About this task: Nothing but the lines from the one with "hide the flow" through the end of the records below should be written out, and each must match word for word.

======

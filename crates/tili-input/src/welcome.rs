//! First-launch welcome flow
//!
//! Offers the [`WelcomeMode`] presets. Choosing one applies it at once and
//! confirms by speech; continuing is only possible after a choice, skipping
//! always is. Both hide the welcome flow for good.

use parking_lot::Mutex;
use tili_prefs::{PrefsError, WelcomeMode};
use tili_speech::AnnouncementEngine;

/// Welcome flow state
#[derive(Debug)]
pub struct WelcomeSetup {
    engine: AnnouncementEngine,
    selected: Mutex<Option<WelcomeMode>>,
}

impl WelcomeSetup {
    /// Flow with nothing chosen yet
    #[must_use]
    pub fn new(engine: AnnouncementEngine) -> Self {
        Self {
            engine,
            selected: Mutex::new(None),
        }
    }

    /// Whether the flow should be shown
    #[must_use]
    pub fn should_show(&self) -> bool {
        self.engine.store().read(|config| config.show_welcome)
    }

    /// Preset chosen so far
    #[must_use]
    pub fn selected(&self) -> Option<WelcomeMode> {
        *self.selected.lock()
    }

    /// Speak a preset's title as it takes focus
    pub fn focus(&self, mode: WelcomeMode) -> bool {
        self.engine.speak(mode.title())
    }

    /// Apply `mode` and confirm it
    ///
    /// # Errors
    /// The store refused one of the preset's values.
    pub fn select(&self, mode: WelcomeMode) -> Result<(), PrefsError> {
        self.engine.store().set_many(mode.settings())?;
        *self.selected.lock() = Some(mode);
        tracing::info!(%mode, "welcome preset applied");
        self.engine.speak(format!(
            "{} selected. You can change this anytime in settings.",
            mode.title()
        ));
        Ok(())
    }

    /// Finish with the chosen preset
    ///
    /// Returns `None` and changes nothing if no preset was chosen.
    pub fn complete(&self) -> Option<WelcomeMode> {
        let mode = self.selected()?;
        self.engine.store().set_show_welcome(false);
        self.engine.speak("Welcome setup complete. Welcome to TILI.");
        Some(mode)
    }

    /// Leave the defaults in place and hide the flow
    pub fn skip(&self) {
        tracing::info!("welcome setup skipped");
        self.engine.store().set_show_welcome(false);
    }
}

======

Solution to this problem:
    /// Leave the defaults in place and hide the flow
    pub fn skip(&self) {
        tracing::info!("welcome setup skipped");
        self.engine.store().set_show_welcome(false);
    }
}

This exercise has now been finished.